Take the records below and print them verbatim up to and including the line that carries "pub mod snapshot;".

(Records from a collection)
:::::
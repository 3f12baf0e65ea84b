//! Extraction sessions
//!
//! A session binds one source URL to one extractor run. Its driver task is
//! the only writer of the session's outbound stream; callers interact with
//! it through the `SessionManager` (create, control, inspect) and read its
//! events from the receiver returned at creation.

pub mod accumulator;
pub mod control;
pub mod emitter;
pub mod manager;
pub mod progress;
pub mod snapshot;

use std::time::Duration;

use chrono::{DateTime, Utc};
use follownet_common::config::SessionConfig;
use follownet_common::{ControlState, Platform, ProgressEvent};
use serde::{Deserialize, Serialize};
use tokio::sync::mpsc;
use uuid::Uuid;

pub use accumulator::ResultAccumulator;
pub use control::{Checkpoint, ControlHandle, ControlOutcome, ControlToken};
pub use emitter::{EmitError, EventEmitter};
pub use manager::SessionManager;
pub use progress::ProgressTracker;
pub use snapshot::{FinalSnapshot, SnapshotStore};

/// Tunables for every session a manager creates
#[derive(Debug, Clone, PartialEq)]
pub struct SessionSettings {
    pub default_limit: usize,
    pub hard_limit: usize,
    pub grace_period: Duration,
    pub idle_timeout: Duration,
    pub event_buffer: usize,
    pub snapshot_ttl: Duration,
    pub snapshot_capacity: usize,
}

impl Default for SessionSettings {
    fn default() -> Self {
        Self::from(&SessionConfig::default())
    }
}

impl From<&SessionConfig> for SessionSettings {
    fn from(config: &SessionConfig) -> Self {
        Self {
            default_limit: config.default_limit,
            hard_limit: config.hard_limit,
            grace_period: Duration::from_millis(config.grace_period_ms),
            idle_timeout: Duration::from_secs(config.idle_timeout_secs),
            event_buffer: config.event_buffer,
            snapshot_ttl: Duration::from_secs(config.snapshot_ttl_secs),
            snapshot_capacity: config.snapshot_capacity,
        }
    }
}

/// Highest first page a session may start from
pub const MAX_PAGE: u32 = 10_000;

/// Requested record limit, before validation
#[derive(Debug, Clone, PartialEq, Eq, Serialize, Deserialize)]
#[serde(untagged)]
pub enum LimitParam {
    Count(i64),
    Keyword(String),
}

/// Parameters for a new session
#[derive(Debug, Clone, PartialEq, Eq)]
pub struct SessionRequest {
    pub url: String,
    pub page: Option<i64>,
    pub limit: Option<LimitParam>,
}

impl SessionRequest {
    pub fn new(url: impl Into<String>) -> Self {
        Self {
            url: url.into(),
            page: None,
            limit: None,
        }
    }

    pub fn with_limit(mut self, limit: i64) -> Self {
        self.limit = Some(LimitParam::Count(limit));
        self
    }

    pub fn unlimited(mut self) -> Self {
        self.limit = Some(LimitParam::Keyword("unlimited".into()));
        self
    }

    pub fn with_page(mut self, page: i64) -> Self {
        self.page = Some(page);
        self
    }
}

/// Externally visible lifecycle phase
#[derive(Debug, Clone, Copy, PartialEq, Eq, Serialize, Deserialize)]
#[serde(rename_all = "snake_case")]
pub enum SessionPhase {
    Running,
    Paused,
    Stopping,
    Completed,
    Stopped,
    Failed,
}

impl From<ControlState> for SessionPhase {
    fn from(state: ControlState) -> Self {
        match state {
            ControlState::Running => SessionPhase::Running,
            ControlState::Paused => SessionPhase::Paused,
            ControlState::Stopping => SessionPhase::Stopping,
            ControlState::Stopped => SessionPhase::Stopped,
        }
    }
}

/// Point-in-time view of a live session
#[derive(Debug, Clone, Serialize, Deserialize)]
pub struct SessionStatus {
    pub session_id: Uuid,
    pub url: String,
    pub platform: Platform,
    pub phase: SessionPhase,
    pub control_state: ControlState,
    pub limit: usize,
    pub page: u32,
    pub accepted: usize,
    pub processed: usize,
    pub total: usize,
    pub progress: f64,
    pub created_at: DateTime<Utc>,
}

/// Consumer side of a session stream
#[derive(Debug)]
pub struct SessionStream {
    /// Absent when the request was rejected before a session existed
    pub session_id: Option<Uuid>,
    pub events: mpsc::Receiver<ProgressEvent>,
}

/// Download path for a retained snapshot
pub fn download_url(session_id: Uuid) -> String {
    format!("/api/export-csv/{}", session_id)
}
:::::
**Answer for the task**
repository 3f12baf0e65ea84b
//! Extraction sessions
//!
//! A session binds one source URL to one extractor run. Its driver task is
//! the only writer of the session's outbound stream; callers interact with
//! it through the `SessionManager` (create, control, inspect) and read its
//! events from the receiver returned at creation.

pub mod accumulator;
pub mod control;
pub mod emitter;
pub mod manager;
pub mod progress;
pub mod snapshot;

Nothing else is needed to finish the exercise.